Task details → From the line containing "use std::sync::PoisonError;" down to the line containing "be silently ignored." in the records below, reproduce every line exactly, ends included, and omit all others.

Information →
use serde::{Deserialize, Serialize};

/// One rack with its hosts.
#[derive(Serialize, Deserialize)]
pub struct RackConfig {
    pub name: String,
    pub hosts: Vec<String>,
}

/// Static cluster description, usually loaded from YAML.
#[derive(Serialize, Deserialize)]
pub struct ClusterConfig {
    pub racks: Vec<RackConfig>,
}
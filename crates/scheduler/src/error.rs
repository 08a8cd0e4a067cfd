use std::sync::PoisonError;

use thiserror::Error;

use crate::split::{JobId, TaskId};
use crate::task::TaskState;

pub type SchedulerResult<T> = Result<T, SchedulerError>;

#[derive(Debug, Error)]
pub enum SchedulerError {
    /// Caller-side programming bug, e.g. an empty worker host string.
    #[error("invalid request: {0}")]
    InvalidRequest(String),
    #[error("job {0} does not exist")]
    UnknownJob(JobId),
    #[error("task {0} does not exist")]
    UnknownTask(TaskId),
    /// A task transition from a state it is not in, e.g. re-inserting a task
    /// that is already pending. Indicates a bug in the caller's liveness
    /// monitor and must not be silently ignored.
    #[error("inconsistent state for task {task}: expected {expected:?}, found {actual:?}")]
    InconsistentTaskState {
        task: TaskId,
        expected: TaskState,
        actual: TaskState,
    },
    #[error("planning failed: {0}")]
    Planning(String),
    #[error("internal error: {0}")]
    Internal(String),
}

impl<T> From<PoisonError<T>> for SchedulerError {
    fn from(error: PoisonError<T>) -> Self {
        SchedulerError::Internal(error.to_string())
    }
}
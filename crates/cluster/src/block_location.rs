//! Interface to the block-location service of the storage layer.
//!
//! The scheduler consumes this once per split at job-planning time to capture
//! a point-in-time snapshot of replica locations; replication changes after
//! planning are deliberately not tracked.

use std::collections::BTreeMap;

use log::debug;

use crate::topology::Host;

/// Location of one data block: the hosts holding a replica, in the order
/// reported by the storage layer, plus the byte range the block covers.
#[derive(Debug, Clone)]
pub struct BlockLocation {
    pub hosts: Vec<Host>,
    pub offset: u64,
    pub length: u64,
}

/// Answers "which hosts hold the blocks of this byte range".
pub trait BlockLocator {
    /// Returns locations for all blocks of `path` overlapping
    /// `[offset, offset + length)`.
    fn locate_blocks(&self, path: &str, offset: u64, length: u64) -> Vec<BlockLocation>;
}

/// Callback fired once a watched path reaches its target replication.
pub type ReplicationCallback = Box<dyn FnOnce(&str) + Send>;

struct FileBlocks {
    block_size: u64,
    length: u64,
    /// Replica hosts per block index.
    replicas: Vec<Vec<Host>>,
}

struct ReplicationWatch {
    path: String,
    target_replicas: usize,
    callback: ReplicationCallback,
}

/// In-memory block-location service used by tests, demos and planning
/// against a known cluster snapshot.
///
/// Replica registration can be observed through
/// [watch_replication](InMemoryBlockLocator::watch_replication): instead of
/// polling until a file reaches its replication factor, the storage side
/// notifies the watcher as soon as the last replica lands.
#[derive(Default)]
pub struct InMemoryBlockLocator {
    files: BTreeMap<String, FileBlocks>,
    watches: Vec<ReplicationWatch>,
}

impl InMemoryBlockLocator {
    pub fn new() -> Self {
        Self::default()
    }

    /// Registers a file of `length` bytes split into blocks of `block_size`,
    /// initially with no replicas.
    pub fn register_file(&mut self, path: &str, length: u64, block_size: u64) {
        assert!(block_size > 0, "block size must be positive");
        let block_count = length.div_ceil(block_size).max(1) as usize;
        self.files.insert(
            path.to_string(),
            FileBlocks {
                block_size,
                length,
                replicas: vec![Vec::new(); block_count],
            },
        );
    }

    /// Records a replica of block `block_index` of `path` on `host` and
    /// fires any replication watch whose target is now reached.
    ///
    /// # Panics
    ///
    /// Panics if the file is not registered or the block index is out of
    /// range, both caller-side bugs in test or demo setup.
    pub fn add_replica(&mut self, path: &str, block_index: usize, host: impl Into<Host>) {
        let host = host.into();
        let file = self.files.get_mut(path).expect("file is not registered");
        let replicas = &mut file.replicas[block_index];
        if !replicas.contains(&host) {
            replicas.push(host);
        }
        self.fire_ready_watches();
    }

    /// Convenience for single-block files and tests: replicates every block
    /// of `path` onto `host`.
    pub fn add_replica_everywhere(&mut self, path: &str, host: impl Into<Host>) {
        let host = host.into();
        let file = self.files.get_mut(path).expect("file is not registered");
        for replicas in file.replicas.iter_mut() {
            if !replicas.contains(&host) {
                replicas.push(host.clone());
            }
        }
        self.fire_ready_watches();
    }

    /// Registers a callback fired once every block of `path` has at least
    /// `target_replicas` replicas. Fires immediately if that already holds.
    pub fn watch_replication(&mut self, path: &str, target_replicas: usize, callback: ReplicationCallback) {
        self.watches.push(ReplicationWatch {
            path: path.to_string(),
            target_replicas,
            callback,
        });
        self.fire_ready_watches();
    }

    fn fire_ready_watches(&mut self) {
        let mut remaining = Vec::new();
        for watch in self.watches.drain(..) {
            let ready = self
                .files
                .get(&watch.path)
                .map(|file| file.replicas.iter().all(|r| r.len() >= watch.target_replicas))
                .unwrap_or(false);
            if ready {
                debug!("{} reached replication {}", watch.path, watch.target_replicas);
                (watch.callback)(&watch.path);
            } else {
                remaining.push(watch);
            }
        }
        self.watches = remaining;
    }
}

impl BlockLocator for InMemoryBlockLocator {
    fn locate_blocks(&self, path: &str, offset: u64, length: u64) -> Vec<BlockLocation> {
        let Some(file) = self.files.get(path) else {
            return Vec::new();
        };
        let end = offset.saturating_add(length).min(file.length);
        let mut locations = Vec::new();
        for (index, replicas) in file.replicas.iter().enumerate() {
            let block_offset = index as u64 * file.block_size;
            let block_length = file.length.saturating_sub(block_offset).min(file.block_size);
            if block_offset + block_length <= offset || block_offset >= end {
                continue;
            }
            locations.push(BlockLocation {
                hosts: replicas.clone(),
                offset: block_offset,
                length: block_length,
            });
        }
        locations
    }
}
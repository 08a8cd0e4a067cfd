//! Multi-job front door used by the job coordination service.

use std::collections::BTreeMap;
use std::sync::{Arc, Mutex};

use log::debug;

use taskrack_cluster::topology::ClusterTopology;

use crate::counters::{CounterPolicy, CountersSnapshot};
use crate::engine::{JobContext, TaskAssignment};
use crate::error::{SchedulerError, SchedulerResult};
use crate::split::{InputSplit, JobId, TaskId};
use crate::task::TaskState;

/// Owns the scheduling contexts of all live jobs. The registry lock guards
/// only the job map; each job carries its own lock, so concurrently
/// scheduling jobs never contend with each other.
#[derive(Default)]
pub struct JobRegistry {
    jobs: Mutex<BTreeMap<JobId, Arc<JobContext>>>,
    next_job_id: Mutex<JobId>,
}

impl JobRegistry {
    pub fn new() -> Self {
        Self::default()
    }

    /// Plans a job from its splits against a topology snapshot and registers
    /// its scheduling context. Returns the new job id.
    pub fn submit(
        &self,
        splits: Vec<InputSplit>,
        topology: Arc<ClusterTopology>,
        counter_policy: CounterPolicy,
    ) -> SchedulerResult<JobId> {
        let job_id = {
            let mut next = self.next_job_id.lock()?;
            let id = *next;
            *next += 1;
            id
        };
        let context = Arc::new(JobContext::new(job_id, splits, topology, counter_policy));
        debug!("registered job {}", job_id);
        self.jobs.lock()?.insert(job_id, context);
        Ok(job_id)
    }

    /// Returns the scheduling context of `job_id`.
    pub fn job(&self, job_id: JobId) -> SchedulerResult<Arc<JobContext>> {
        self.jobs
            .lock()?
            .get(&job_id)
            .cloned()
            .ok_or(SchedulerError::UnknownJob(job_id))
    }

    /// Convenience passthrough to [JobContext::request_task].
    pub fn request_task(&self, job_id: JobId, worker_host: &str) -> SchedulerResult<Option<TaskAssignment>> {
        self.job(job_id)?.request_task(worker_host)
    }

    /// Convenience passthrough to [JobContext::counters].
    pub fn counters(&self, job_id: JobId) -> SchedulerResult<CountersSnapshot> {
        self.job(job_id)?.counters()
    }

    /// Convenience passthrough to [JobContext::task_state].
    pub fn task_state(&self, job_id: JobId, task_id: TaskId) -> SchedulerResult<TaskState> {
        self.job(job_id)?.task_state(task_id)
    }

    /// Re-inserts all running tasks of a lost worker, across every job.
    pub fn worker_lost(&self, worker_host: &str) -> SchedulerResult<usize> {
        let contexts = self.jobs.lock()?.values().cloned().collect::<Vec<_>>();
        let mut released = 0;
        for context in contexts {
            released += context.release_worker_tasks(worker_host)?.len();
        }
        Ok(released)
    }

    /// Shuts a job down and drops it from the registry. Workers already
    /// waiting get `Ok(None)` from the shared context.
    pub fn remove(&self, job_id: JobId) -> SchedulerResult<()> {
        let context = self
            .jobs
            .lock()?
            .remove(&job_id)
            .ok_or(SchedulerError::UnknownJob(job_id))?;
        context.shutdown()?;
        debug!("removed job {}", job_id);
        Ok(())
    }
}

Output below →
use std::sync::PoisonError;

use thiserror::Error;

use crate::split::{JobId, TaskId};
use crate::task::TaskState;

pub type SchedulerResult<T> = Result<T, SchedulerError>;

#[derive(Debug, Error)]
pub enum SchedulerError {
    /// Caller-side programming bug, e.g. an empty worker host string.
    #[error("invalid request: {0}")]
    InvalidRequest(String),
    #[error("job {0} does not exist")]
    UnknownJob(JobId),
    #[error("task {0} does not exist")]
    UnknownTask(TaskId),
    /// A task transition from a state it is not in, e.g. re-inserting a task
    /// that is already pending. Indicates a bug in the caller's liveness
    /// monitor and must not be silently ignored.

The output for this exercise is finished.